Question: Can two distinct local repositories sync-to the same remote repository?

dsimmons · May 28, 2022, 7:41pm

Context

I’m currently in the process of re-designing my “backup architecture” and I was hoping to obtain some clarification around this question before I proceed. I think I know the answer, but a confirmation(s) would be helpful!

Topology:

Let “DESKTOP” be my desktop computer.
Let “LAPTOP” be my laptop computer.
Let “LOCAL COPY” be a locally-networked GlusterFS triple-replicated cluster.
Let “OFFSITE COPY” be Backblaze B2 (or similar, but that’s what I’m currently using).

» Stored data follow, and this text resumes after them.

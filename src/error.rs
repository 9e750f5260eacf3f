use thiserror::Error;

#[derive(Error, Debug)]
pub enum MotionplayError {
    #[error("Configuration error: {0}")]
    Config(#[from] config::ConfigError),

    #[error("IO error: {0}")]
    Io(#[from] std::io::Error),

    #[error("Serialization error: {0}")]
    Serialization(#[from] toml::ser::Error),

    #[error("Deserialization error: {0}")]
    Deserialization(#[from] toml::de::Error),

    #[error("Sensor error: {0}")]
    Sensor(#[from] SensorError),

    #[error("Player error: {0}")]
    Player(#[from] PlayerError),

    #[error("Display error: {0}")]
    Display(#[from] DisplayError),

    #[error("Event bus error: {0}")]
    EventBus(#[from] EventBusError),

    #[error("System error: {message}")]
    System { message: String },

    #[error("Component error in {component}: {message}")]
    Component { component: String, message: String },
}

impl MotionplayError {
    pub fn system<S: Into<String>>(message: S) -> Self {
        Self::System {
            message: message.into(),
        }
    }

    pub fn component<C: Into<String>, M: Into<String>>(component: C, message: M) -> Self {
        Self::Component {
            component: component.into(),
            message: message.into(),
        }
    }

    /// Whether the main loop may keep going after this error. A closed
    /// sensor can never fire again, so it ends the loop as well.
    pub fn is_recoverable(&self) -> bool {
        !matches!(
            self,
            MotionplayError::Config(_)
                | MotionplayError::Serialization(_)
                | MotionplayError::Deserialization(_)
                | MotionplayError::Sensor(SensorError::Closed)
        )
    }
}

/// Sensor collaborator failures
#[derive(Error, Debug)]
pub enum SensorError {
    #[error("Sensor unavailable ({sensor}): {details}")]
    Unavailable { sensor: String, details: String },

    #[error("GPIO {pin} error: {details}")]
    Gpio { pin: u32, details: String },

    #[error("Sensor read failed: {details}")]
    Read { details: String },

    #[error("Sensor has been closed")]
    Closed,
}

/// Media player collaborator failures
#[derive(Error, Debug)]
pub enum PlayerError {
    #[error("Player backend '{backend}' failed to start: {details}")]
    Spawn { backend: String, details: String },

    #[error("Failed to load media {path}: {details}")]
    Load { path: String, details: String },

    #[error("Player command '{command}' failed: {details}")]
    Command { command: String, details: String },

    #[error("Player IPC error: {details}")]
    Ipc { details: String },

    #[error("Unit has {paths} media paths but session drives {handles} screens")]
    FanOutMismatch { paths: usize, handles: usize },

    #[error("Player handle has been released")]
    Released,

    #[error("Player backend '{backend}' does not support {operation}")]
    Unsupported { backend: String, operation: String },
}

/// Display preparation failures
#[derive(Error, Debug)]
pub enum DisplayError {
    #[error("Failed to run {command}: {details}")]
    Command { command: String, details: String },

    #[error("No connected displays found")]
    NoOutputs,

    #[error("No configured mode could be applied to {output}")]
    NoUsableMode { output: String },
}

#[derive(Error, Debug)]
pub enum EventBusError {
    #[error("Failed to publish event: {details}")]
    PublishFailed { details: String },

    #[error("Event channel closed")]
    ChannelClosed,
}

pub type Result<T> = std::result::Result<T, MotionplayError>;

In short, here’s the desired use case:

DESKTOP runs frequent backups, backing up locally to its own filesystem.
LAPTOP runs frequent backups, backing up locally to its own filesystem.
BOTH DESKTOP and LAPTOP use sync-to to redundantly copy to the LOCAL COPY “remote” repo.
BOTH DESKTOP and LAPTOP use sync-to to redundantly copy to the OFFSITE COPY remote repo.

Question

So, in a nutshell, what I’m asking in plain English is: can distinct repositories (in this case, DESKTOP and LAPTOP each have their own local repositories) sync-to the same “remote” repository/destination?

Additional Context

What I’m doing currently:

Both DESKTOP and LAPTOP run snapshots of $HOME using the same repo hosted on LOCAL COPY (network FS).
LOCAL COPY has sync-to invoked on it once-nightly and outputs to B2 (OFFSITE COPY).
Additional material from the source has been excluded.